The COVID-19 vaccine Comirnaty developed with BioNTech SE was also on the list.
Chief Executive Albert Bourla said in an interview that all the medicines being made available should be of use.
“But clearly the antiviral (Paxlovid) is going to be a very big deal for them — if they need it they can get it immediately,” he said.
When Pfizer launches new medicines and vaccines, they will also be included in the drug portfolio at a not-for-profit price, it said.
The 27 low-income countries and 18 lower-income countries included in what Pfizer is calling “An Accord for a Healthier
World” cover most of Africa and much of Southeast Asia. Five countries — Rwanda, Ghana, Malawi, Senegal and Uganda — have already committed to joining the accord, which was announced at the World Economic Forum in Davos.

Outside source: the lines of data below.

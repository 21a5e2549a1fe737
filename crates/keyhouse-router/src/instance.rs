//! Storage Node Addressing and Replica Selection
//!
//! A topic's data is spread over partitions, and each partition is served by
//! a set of replicas. The [`InstanceDirectory`] answers "how many partitions
//! does this topic have" and "which replicas are ready to serve partition p
//! right now"; the [`ReplicaPicker`] unions the ready replicas across all
//! partitions and picks one uniformly at random.
//!
//! Any node that is ready to serve some partition of the version can answer
//! a dictionary request, so no smarter selection is needed. Directory
//! failures are logged and collapse to "no replica"; the caller treats that
//! the same as any other transient fetch failure.

use crate::error::DirectoryError;
use rand::Rng;
use serde::{Deserialize, Serialize};
use std::collections::HashMap;
use std::sync::{Arc, PoisonError, RwLock};
use tracing::warn;

/// Network address of one storage node.
#[derive(Debug, Clone, PartialEq, Eq, Serialize, Deserialize)]
pub struct Instance {
    pub host: String,
    pub port: u16,
}

impl Instance {
    pub fn new(host: impl Into<String>, port: u16) -> Self {
        Self {
            host: host.into(),
            port,
        }
    }

    /// Base URL of this node, scheme chosen by the SSL setting.
    pub fn url(&self, ssl: bool) -> String {
        let scheme = if ssl { "https" } else { "http" };
        format!("{scheme}://{}:{}", self.host, self.port)
    }
}

/// Read-only view of partition membership for served topics.
pub trait InstanceDirectory: Send + Sync {
    /// Number of partitions of the topic.
    fn partition_count(&self, topic: &str) -> Result<u32, DirectoryError>;

    /// Replicas currently ready to serve one partition of the topic.
    fn ready_to_serve_instances(
        &self,
        topic: &str,
        partition: u32,
    ) -> Result<Vec<Instance>, DirectoryError>;
}

/// Picks a random ready replica for a topic.
pub struct ReplicaPicker {
    directory: Arc<dyn InstanceDirectory>,
}

impl ReplicaPicker {
    pub fn new(directory: Arc<dyn InstanceDirectory>) -> Self {
        Self { directory }
    }

    /// Union the ready replicas of every partition, in partition order, and
    /// return one chosen uniformly at random. Returns `None` when no
    /// replica is ready or the directory lookup fails.
    pub fn pick(&self, topic: &str) -> Option<Instance> {
        let partitions = match self.directory.partition_count(topic) {
            Ok(count) => count,
            Err(error) => {
                warn!(topic = %topic, error = %error, "partition count lookup failed");
                return None;
            }
        };

        let mut replicas = Vec::new();
        for partition in 0..partitions {
            match self.directory.ready_to_serve_instances(topic, partition) {
                Ok(instances) => replicas.extend(instances),
                Err(error) => {
                    warn!(
                        topic = %topic,
                        partition,
                        error = %error,
                        "ready-to-serve lookup failed"
                    );
                    return None;
                }
            }
        }

        if replicas.is_empty() {
            return None;
        }

        let index = rand::thread_rng().gen_range(0..replicas.len());
        Some(replicas.swap_remove(index))
    }
}

/// Directory backed by a fixed in-memory table.
///
/// Used by embedding processes with static cluster membership and by tests.
#[derive(Default)]
pub struct StaticInstanceDirectory {
    topics: RwLock<HashMap<String, Vec<Vec<Instance>>>>,
}

impl StaticInstanceDirectory {
    pub fn new() -> Self {
        Self::default()
    }

    /// Set the per-partition replica lists for a topic.
    pub fn set_partitions(&self, topic: impl Into<String>, partitions: Vec<Vec<Instance>>) {
        self.topics
            .write()
            .unwrap_or_else(PoisonError::into_inner)
            .insert(topic.into(), partitions);
    }

    /// Convenience for a single-partition topic with one replica.
    pub fn set_single_replica(&self, topic: impl Into<String>, instance: Instance) {
        self.set_partitions(topic, vec![vec![instance]]);
    }

    /// Forget a topic entirely.
    pub fn remove_topic(&self, topic: &str) {
        self.topics
            .write()
            .unwrap_or_else(PoisonError::into_inner)
            .remove(topic);
    }
}

impl InstanceDirectory for StaticInstanceDirectory {
    fn partition_count(&self, topic: &str) -> Result<u32, DirectoryError> {
        self.topics
            .read()
            .unwrap_or_else(PoisonError::into_inner)
            .get(topic)
            .map(|partitions| partitions.len() as u32)
            .ok_or_else(|| DirectoryError(format!("unknown topic: {topic}")))
    }

    fn ready_to_serve_instances(
        &self,
        topic: &str,
        partition: u32,
    ) -> Result<Vec<Instance>, DirectoryError> {
        self.topics
            .read()
            .unwrap_or_else(PoisonError::into_inner)
            .get(topic)
            .and_then(|partitions| partitions.get(partition as usize))
            .cloned()
            .ok_or_else(|| {
                DirectoryError(format!("unknown topic or partition: {topic}/{partition}"))
            })
    }
}

#[cfg(test)]
mod tests {
    use super::*;

    #[test]
    fn test_instance_url() {
        let instance = Instance::new("node1.example.com", 8080);
        assert_eq!(instance.url(false), "http://node1.example.com:8080");
        assert_eq!(instance.url(true), "https://node1.example.com:8080");
    }

    #[test]
    fn test_pick_single_replica() {
        let directory = Arc::new(StaticInstanceDirectory::new());
        directory.set_single_replica("s_v1", Instance::new("a", 1));

        let picker = ReplicaPicker::new(directory);
        assert_eq!(picker.pick("s_v1"), Some(Instance::new("a", 1)));
    }

    #[test]
    fn test_pick_unions_all_partitions() {
        let directory = Arc::new(StaticInstanceDirectory::new());
        directory.set_partitions(
            "s_v1",
            vec![
                vec![Instance::new("a", 1)],
                vec![Instance::new("b", 2)],
                vec![Instance::new("c", 3)],
            ],
        );

        let picker = ReplicaPicker::new(directory);
        let union = [
            Instance::new("a", 1),
            Instance::new("b", 2),
            Instance::new("c", 3),
        ];
        for _ in 0..32 {
            let picked = picker.pick("s_v1").unwrap();
            assert!(union.contains(&picked));
        }
    }

    #[test]
    fn test_pick_unknown_topic_is_none() {
        let directory = Arc::new(StaticInstanceDirectory::new());
        let picker = ReplicaPicker::new(directory);
        assert!(picker.pick("missing_v1").is_none());
    }

    #[test]
    fn test_pick_no_ready_replicas_is_none() {
        let directory = Arc::new(StaticInstanceDirectory::new());
        directory.set_partitions("s_v1", vec![vec![], vec![]]);

        let picker = ReplicaPicker::new(directory);
        assert!(picker.pick("s_v1").is_none());
    }

    #[test]
    fn test_remove_topic() {
        let directory = Arc::new(StaticInstanceDirectory::new());
        directory.set_single_replica("s_v1", Instance::new("a", 1));
        directory.remove_topic("s_v1");

        let picker = ReplicaPicker::new(directory);
        assert!(picker.pick("s_v1").is_none());
    }
}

Malawi President Lazarus Chakwera said in a statement the accord will allow the countries and the drugmaker to share “the
burden of costs and tasks in the production and delivery of supplies that will save millions of lives.”
Pfizer has been criticized for how it rolled out its COVID-19 vaccine, with some poorer countries waiting for months after the earliest doses arrived in wealthier countries.
Bourla said the new accord has been informed by the difficulties of that rollout, particularly the lack of health infrastructure in some countries that made distributing the vaccine difficult.
“Instead of washing our hands and saying, ‘I gave you the product, do whatever you want with them,’ we’re saying, ‘We’ll
give you the products and we will sit with you to see how we can help organize a system that can utilize them,’” Bourla said.